Governor Kate Brown recently signed into law the rent‐control control legislation passed by the Oregon House of Representatives. Unaffordable housing and heart‐rending stories of tenants forced to move after steep rent hikes have triggered another policy response, including capping statewide rent increases to seven percent per year above the Consumer Price Index (currently three percent.)
This latest wheeze, though, will ultimately please nobody. It not only fails to solve for the underlying problems of the Oregon housing market, but also risks exacerbating them.
Why? In areas where tenants face rent increases above earnings but below the cap, rent controls will have no effect. Increases will eat into families’ incomes further, and with affordability worsening, tenant groups are likely, in time, to demand tighter controls.
Yet where market rents really are spiraling, capping them to prevent so‐called “economic eviction” dampens the incentive for developers to bring new supply to market. Some tenants will benefit from lower rents. The cost will be worsened availability of housing precisely where it is needed most.
Liberal and conservative economists both have understood these impacts of rent control for decades. Practitioners of the dismal science believe prices are signals of supply and demand. Fixing rents below market levels gives the false signal that housing is plentiful. That ensures a shortage, with demand for rental property exceeding supply. Landlords find converting properties to other uses more attractive and developers find new rentable accommodations less profitable to build, compounding this scarcity problem.
A 1994 rent‐control expansion in San Francisco, for example, led to landlords converting rental properties to condos for higher‐income families, and market rents increased by over 5 percent. Rent control not only increased the cost of non‐controlled accommodation, but it also accelerated gentrification. On the flip side, positive effects have been seen when rent controls were abolished. In Cambridge, Massachusetts, for example, economists found that direct dollar investments in housing units more than doubled over a few years.
This evidence might prove cold comfort to Oregon families with crippling rent bills today. But it strongly suggests rent control will not help.
That’s not to say there is not a problem, or potential solutions. Demographia calculates affordability measures for U.S. metropolitan housing markets each year, comparing house prices to income levels. They find that, of Oregon’s three biggest cities, two have “severely unaffordable” housing markets (Eugene and Portland), and Salem is “seriously unaffordable” too.

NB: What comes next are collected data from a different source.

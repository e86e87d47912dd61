mod daemon;
mod helpers;
mod log;
mod summary;
mod target;

pub(crate) use daemon::{cmd_daemon, cmd_reset};
pub(crate) use log::{cmd_check, cmd_delete, cmd_drink, cmd_log};
pub(crate) use summary::{cmd_average, cmd_history, cmd_summary};
pub(crate) use target::{cmd_target_set, cmd_target_show};
pub mod db;
pub mod models;
pub mod schedule;
pub mod service;
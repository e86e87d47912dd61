use anyhow::{Context, Result, bail};
use chrono::{Local, NaiveDate};
use serde::Serialize;

/// Parse a water amount into litres.
/// Accepts "500ml", "500 ml", "0.5l", "1.5 l"; a bare number is millilitres.
pub(crate) fn parse_water_l(s: &str) -> Result<f64> {
    let s = s.trim().to_lowercase();

    let (number, unit) = match s.find(|c: char| c.is_alphabetic()) {
        Some(0) => bail!("Invalid water amount: '{s}'. Use '500ml' or '0.5l'"),
        Some(idx) => {
            let (number, unit) = s.split_at(idx);
            (number.trim(), unit.trim())
        }
        None => (s.as_str(), "ml"),
    };

    let quantity: f64 = number
        .parse()
        .with_context(|| format!("Invalid water amount: '{s}'. Use '500ml' or '0.5l'"))?;

    let liters = match unit {
        "ml" | "milliliter" | "milliliters" | "millilitre" | "millilitres" => quantity / 1000.0,
        "l" | "liter" | "liters" | "litre" | "litres" => quantity,
        _ => bail!("Unknown unit '{unit}' in '{s}'. Supported: ml, l"),
    };

    if liters <= 0.0 {
        bail!("Water amount must be greater than 0");
    }
    Ok(liters)
}

pub(crate) fn parse_date(date_str: Option<String>) -> Result<NaiveDate> {
    match date_str {
        None => Ok(Local::now().date_naive()),
        Some(s) => match s.as_str() {
            "today" => Ok(Local::now().date_naive()),
            "yesterday" => Ok(Local::now().date_naive() - chrono::Duration::days(1)),
            _ => NaiveDate::parse_from_str(&s, "%Y-%m-%d")
                .with_context(|| format!("Invalid date '{s}'. Use YYYY-MM-DD or today/yesterday")),
        },
    }
}

pub(crate) fn json_error(message: &str) -> String {
    #[derive(Serialize)]
    struct CliError<'a> {
        error: &'a str,
    }
    serde_json::to_string(&CliError { error: message })
        .unwrap_or_else(|_| format!("{{\"error\":\"{message}\"}}"))
}
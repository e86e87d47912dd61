use anyhow::Result;
use chrono::Local;
use serde::Serialize;
use std::process;
use tabled::{
    Table, Tabled,
    settings::{Alignment, Modify, Style, object::Columns},
};

use intake_core::models::HealthStatus;
use intake_core::service::IntakeService;

use super::helpers::parse_date;

fn health_label(health: HealthStatus) -> &'static str {
    match health {
        HealthStatus::Normal => "normal",
        HealthStatus::NeedsCalories => "needs calories",
        HealthStatus::NeedsWater => "needs water",
        HealthStatus::Excellent => "excellent",
    }
}

pub(crate) fn cmd_summary(svc: &IntakeService, date: Option<String>, json: bool) -> Result<()> {
    let date = parse_date(date)?;
    let report = svc.daily_report(date)?;

    if json {
        println!("{}", serde_json::to_string_pretty(&report)?);
        return Ok(());
    }

    if report.records.is_empty() {
        let date = &report.date;
        eprintln!("No entries for {date}");
        process::exit(2);
    }

    let date = &report.date;
    println!("=== {date} ===\n");

    for record in &report.records {
        let id = record.id;
        let category = &record.category;
        let time = record.timestamp.format("%H:%M");
        if let Some(water) = record.water_l {
            println!("  [{id}] {time} {category} — {water:.2} L");
        } else {
            let cal = record.calories;
            println!("  [{id}] {time} {category} — {cal} kcal");
        }
    }
    println!();

    let cal = report.total_calories;
    let cal_target = report.calorie_target;
    let cal_pct = report.calorie_progress * 100.0;
    println!("  CALORIES: {cal}/{cal_target} kcal ({cal_pct:.0}%)");

    let water = report.total_water_l;
    let water_target = report.water_target_l;
    let water_pct = report.water_progress * 100.0;
    println!("  WATER:    {water:.2}/{water_target:.2} L ({water_pct:.0}%)");

    let health = health_label(report.health);
    println!("  STATUS:   {health}");

    Ok(())
}

pub(crate) fn cmd_history(svc: &IntakeService, days: u32, json: bool) -> Result<()> {
    #[derive(Serialize)]
    struct DayTotals {
        date: String,
        calories: i64,
        water_l: f64,
    }

    #[derive(Tabled)]
    struct HistoryRow {
        #[tabled(rename = "Date")]
        date: String,
        #[tabled(rename = "Calories")]
        calories: String,
        #[tabled(rename = "Water")]
        water: String,
    }

    let today = Local::now().date_naive();
    let mut totals = Vec::new();

    for i in 0..days {
        let date = today - chrono::Duration::days(i64::from(i));
        let (calories, water_l) = svc.daily_totals(date)?;
        totals.push(DayTotals {
            date: date.format("%Y-%m-%d").to_string(),
            calories,
            water_l,
        });
    }

    if json {
        println!("{}", serde_json::to_string_pretty(&totals)?);
        return Ok(());
    }

    if totals.iter().all(|t| t.calories == 0 && t.water_l == 0.0) {
        eprintln!("No entries in the last {days} days");
        process::exit(2);
    }

    let rows: Vec<HistoryRow> = totals
        .iter()
        .map(|t| HistoryRow {
            date: t.date.clone(),
            calories: format!("{}", t.calories),
            water: format!("{:.2} L", t.water_l),
        })
        .collect();

    let table = Table::new(&rows)
        .with(Style::rounded())
        .with(Modify::new(Columns::new(1..)).with(Alignment::right()))
        .to_string();
    println!("{table}");

    Ok(())
}

pub(crate) fn cmd_average(svc: &IntakeService, json: bool) -> Result<()> {
    let average = svc.average_daily_calories()?;

    if json {
        println!(
            "{}",
            serde_json::json!({ "average_daily_calories": average })
        );
    } else {
        println!("30-day average: {average:.0} kcal/day");
    }
    Ok(())
}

As my Cato colleague and Oregon resident Randal O’Toole has long explained, Oregon’s land use laws are an important cause. Urban growth boundaries create severe restrictions on building outside of cities. This shifts demand into urban areas, driving up land and housing prices.
That regulatory burden has tightened too. Between 2000 and 2010, Oregon added more land‐use regulations than 43 other states. All this supply less responsive to rising demand. As incomes rise and demand increases, this feeds through into higher rents rather than more accommodation.
The only way to improve affordability and prevent abrupt rent spikes is to deliver a flexible housing supply. That requires abolishing or relaxing these cost‐inflating urban growth boundaries around cities.
Oregon’s policymakers are to be commended in recognizing the plight of renters. Sadly, their intervention will ultimately make things worse.